## What to produce
Find the lines holding the string "pause" in the data, then copy all of them.

────────

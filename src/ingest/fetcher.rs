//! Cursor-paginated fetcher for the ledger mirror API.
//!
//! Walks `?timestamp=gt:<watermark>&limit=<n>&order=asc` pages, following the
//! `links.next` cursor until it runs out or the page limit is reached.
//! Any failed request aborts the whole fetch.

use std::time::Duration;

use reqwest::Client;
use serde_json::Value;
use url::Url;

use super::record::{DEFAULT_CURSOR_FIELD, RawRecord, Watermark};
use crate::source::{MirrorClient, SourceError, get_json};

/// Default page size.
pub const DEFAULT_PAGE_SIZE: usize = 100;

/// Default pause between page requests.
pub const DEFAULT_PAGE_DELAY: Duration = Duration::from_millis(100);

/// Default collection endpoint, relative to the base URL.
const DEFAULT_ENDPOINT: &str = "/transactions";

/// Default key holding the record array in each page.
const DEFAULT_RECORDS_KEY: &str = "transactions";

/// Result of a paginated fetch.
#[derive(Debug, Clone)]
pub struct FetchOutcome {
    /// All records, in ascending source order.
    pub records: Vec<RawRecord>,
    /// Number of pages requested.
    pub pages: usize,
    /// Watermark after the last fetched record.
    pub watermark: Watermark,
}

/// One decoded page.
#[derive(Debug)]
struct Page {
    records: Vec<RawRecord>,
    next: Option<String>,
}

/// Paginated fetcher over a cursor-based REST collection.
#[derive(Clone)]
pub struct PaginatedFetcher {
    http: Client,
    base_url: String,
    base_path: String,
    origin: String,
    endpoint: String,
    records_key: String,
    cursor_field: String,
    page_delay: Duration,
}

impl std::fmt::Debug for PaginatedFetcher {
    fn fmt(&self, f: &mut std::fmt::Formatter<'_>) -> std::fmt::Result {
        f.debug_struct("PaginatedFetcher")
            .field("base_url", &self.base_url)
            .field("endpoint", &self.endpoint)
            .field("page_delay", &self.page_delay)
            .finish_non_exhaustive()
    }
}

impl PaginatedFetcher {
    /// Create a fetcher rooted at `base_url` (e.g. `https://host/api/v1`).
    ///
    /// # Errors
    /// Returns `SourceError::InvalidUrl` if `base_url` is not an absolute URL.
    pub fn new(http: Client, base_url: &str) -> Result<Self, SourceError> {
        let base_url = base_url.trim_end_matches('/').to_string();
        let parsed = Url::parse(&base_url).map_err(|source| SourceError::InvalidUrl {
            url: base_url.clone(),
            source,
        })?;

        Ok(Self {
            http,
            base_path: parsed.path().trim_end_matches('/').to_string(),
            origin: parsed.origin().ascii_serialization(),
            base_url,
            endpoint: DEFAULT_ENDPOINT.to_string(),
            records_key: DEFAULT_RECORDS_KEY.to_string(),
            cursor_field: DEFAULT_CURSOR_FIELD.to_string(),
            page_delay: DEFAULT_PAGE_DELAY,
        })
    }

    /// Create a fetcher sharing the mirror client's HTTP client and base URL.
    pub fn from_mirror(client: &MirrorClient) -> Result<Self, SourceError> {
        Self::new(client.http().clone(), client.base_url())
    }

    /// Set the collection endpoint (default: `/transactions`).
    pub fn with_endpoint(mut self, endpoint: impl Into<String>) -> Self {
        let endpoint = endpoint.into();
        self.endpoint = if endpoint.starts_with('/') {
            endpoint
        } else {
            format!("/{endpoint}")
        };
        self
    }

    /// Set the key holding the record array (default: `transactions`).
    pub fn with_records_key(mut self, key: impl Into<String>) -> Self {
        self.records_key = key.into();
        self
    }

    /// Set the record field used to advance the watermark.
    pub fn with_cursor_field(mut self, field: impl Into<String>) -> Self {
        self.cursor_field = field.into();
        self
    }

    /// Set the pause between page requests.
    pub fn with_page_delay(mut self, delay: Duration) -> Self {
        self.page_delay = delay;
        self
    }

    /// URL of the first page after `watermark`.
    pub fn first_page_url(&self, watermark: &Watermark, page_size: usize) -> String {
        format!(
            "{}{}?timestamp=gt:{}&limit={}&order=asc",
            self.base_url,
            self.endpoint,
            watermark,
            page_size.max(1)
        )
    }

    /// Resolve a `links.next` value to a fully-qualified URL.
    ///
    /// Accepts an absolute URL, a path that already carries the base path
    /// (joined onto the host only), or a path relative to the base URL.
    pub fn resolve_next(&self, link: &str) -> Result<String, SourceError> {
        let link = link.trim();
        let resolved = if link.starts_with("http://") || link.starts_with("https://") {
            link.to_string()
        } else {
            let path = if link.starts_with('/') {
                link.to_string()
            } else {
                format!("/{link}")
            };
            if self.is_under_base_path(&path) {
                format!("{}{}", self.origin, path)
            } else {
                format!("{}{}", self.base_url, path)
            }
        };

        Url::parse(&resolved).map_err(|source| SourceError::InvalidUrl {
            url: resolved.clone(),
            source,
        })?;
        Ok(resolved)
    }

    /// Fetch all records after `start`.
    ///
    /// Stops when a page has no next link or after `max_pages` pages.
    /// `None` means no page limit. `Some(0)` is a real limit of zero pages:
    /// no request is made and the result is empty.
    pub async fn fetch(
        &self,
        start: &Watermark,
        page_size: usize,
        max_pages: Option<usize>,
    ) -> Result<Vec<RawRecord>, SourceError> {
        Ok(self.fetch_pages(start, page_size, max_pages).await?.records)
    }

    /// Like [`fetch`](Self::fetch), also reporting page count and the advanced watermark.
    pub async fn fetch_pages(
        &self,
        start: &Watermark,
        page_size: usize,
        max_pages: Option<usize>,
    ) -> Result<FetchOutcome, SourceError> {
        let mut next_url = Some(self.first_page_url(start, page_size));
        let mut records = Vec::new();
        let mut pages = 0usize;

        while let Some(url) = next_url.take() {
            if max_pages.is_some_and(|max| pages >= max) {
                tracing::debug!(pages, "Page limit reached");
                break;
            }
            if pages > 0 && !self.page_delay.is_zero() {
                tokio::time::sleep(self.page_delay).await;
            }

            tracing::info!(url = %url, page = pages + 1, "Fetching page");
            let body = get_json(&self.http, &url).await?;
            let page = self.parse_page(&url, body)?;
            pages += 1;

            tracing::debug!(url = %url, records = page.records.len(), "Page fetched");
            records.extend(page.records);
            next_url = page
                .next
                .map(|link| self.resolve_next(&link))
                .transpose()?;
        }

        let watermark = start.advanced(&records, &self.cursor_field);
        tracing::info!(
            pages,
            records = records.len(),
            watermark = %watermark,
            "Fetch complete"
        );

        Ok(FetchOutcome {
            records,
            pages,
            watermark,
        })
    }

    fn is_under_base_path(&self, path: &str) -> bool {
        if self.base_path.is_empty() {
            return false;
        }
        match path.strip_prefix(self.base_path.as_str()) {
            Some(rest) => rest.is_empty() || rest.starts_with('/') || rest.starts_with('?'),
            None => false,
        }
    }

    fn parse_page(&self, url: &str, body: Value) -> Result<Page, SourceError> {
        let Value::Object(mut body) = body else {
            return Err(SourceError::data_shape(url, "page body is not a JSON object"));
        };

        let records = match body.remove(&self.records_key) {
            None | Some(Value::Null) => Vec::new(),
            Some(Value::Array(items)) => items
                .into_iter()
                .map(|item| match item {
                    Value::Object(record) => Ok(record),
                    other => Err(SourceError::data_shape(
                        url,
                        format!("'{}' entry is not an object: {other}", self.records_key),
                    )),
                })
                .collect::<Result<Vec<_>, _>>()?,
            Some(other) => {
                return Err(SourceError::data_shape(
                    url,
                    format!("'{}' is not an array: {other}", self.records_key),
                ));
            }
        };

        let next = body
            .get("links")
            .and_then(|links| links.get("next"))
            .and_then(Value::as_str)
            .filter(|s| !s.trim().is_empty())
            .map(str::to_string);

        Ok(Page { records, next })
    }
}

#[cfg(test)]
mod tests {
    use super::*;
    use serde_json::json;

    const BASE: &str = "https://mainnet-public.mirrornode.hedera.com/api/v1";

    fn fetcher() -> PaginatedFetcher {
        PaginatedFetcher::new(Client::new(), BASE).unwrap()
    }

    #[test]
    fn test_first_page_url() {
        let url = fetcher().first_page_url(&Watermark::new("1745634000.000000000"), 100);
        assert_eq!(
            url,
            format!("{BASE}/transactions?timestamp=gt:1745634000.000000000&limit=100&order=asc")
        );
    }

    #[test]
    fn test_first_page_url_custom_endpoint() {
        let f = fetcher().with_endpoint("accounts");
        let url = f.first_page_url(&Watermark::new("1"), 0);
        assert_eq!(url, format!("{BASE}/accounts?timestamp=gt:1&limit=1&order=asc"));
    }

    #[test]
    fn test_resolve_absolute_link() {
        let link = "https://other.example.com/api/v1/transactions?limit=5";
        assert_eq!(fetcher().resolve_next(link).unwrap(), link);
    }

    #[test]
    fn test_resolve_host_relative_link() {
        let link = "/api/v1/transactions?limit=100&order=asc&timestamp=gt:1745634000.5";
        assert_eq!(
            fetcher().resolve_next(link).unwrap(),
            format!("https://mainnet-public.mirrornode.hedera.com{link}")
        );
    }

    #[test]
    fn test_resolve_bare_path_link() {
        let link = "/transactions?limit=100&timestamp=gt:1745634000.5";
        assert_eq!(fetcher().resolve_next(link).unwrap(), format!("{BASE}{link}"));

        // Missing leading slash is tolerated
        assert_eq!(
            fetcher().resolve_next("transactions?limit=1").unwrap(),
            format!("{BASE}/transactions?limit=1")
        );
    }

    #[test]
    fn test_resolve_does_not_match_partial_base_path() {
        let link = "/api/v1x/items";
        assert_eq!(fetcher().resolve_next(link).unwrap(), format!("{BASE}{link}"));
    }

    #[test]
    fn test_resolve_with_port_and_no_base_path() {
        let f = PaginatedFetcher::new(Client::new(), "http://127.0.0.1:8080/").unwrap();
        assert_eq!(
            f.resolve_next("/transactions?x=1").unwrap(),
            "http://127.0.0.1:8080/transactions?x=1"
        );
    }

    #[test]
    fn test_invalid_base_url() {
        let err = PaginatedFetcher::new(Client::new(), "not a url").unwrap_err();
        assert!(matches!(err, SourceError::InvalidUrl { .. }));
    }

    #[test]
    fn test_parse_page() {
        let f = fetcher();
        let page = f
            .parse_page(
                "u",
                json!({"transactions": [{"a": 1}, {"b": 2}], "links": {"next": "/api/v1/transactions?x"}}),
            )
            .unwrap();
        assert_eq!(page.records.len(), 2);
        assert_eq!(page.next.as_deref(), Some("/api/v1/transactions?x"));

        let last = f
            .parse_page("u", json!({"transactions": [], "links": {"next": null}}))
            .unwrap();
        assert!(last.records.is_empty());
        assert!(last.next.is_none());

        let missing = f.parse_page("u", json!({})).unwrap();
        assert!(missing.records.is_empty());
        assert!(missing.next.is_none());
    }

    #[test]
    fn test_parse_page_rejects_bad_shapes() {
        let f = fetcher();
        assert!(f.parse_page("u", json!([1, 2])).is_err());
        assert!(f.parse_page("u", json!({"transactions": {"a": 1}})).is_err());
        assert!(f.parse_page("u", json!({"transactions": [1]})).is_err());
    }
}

────────

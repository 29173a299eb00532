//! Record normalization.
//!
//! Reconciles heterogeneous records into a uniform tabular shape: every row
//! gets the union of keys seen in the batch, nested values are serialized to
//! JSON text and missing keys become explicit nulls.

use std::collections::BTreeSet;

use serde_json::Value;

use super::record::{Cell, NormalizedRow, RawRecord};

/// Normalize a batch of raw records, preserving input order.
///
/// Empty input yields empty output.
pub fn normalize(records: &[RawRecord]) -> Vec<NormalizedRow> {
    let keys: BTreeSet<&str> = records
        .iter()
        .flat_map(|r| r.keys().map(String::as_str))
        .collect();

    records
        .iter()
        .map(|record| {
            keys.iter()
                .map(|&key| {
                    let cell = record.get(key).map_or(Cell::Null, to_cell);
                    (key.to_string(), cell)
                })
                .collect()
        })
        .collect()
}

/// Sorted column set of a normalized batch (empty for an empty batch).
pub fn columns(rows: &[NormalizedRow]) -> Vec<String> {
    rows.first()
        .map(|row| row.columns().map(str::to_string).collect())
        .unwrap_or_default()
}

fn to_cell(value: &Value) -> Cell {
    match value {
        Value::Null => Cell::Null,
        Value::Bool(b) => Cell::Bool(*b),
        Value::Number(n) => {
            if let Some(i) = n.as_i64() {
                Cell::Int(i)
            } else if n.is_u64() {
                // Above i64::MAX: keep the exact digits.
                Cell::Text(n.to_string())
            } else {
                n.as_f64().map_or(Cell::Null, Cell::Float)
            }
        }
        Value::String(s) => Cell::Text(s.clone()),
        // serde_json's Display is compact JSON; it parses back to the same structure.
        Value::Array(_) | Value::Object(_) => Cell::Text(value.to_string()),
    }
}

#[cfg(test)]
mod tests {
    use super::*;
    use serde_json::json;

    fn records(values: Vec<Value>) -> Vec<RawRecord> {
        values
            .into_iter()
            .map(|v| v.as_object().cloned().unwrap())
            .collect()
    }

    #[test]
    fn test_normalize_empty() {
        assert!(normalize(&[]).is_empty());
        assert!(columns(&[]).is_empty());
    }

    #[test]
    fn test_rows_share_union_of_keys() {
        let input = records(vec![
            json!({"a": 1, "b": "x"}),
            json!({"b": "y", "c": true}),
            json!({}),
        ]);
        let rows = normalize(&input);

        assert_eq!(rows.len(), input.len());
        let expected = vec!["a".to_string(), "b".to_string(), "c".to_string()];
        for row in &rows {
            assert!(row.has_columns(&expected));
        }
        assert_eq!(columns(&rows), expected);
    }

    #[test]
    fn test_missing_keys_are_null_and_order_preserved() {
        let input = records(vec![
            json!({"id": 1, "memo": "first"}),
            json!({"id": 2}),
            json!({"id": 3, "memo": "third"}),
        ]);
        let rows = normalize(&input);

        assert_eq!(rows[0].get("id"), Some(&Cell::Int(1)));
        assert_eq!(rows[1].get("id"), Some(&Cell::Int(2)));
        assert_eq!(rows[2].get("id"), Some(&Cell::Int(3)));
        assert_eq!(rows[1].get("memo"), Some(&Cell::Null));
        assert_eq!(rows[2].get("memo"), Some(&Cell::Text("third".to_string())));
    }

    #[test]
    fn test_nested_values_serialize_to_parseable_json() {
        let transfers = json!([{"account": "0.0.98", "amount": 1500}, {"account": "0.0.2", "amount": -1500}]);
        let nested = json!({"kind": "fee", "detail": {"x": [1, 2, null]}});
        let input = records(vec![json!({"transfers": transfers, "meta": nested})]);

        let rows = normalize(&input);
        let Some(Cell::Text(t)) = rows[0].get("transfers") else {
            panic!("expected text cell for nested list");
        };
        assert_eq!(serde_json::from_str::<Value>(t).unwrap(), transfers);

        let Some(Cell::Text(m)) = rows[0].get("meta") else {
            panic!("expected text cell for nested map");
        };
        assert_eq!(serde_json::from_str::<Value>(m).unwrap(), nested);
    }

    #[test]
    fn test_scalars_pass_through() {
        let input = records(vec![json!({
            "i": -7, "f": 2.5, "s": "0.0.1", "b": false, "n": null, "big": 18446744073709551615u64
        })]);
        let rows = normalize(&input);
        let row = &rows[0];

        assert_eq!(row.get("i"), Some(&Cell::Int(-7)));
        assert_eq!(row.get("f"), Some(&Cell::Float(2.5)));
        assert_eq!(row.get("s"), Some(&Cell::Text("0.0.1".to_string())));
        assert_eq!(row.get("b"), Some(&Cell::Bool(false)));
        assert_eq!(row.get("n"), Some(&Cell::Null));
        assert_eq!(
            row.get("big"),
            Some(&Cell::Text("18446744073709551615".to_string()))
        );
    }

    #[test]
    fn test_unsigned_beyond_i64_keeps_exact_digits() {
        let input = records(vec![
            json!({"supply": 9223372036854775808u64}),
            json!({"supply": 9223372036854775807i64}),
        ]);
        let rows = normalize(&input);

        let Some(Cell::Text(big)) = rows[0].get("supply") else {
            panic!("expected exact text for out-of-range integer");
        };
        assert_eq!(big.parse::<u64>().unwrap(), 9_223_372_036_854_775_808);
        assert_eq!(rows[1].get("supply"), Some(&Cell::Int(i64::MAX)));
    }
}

────────

## Output for this task
/// Default pause between page requests.
    /// Set the pause between page requests.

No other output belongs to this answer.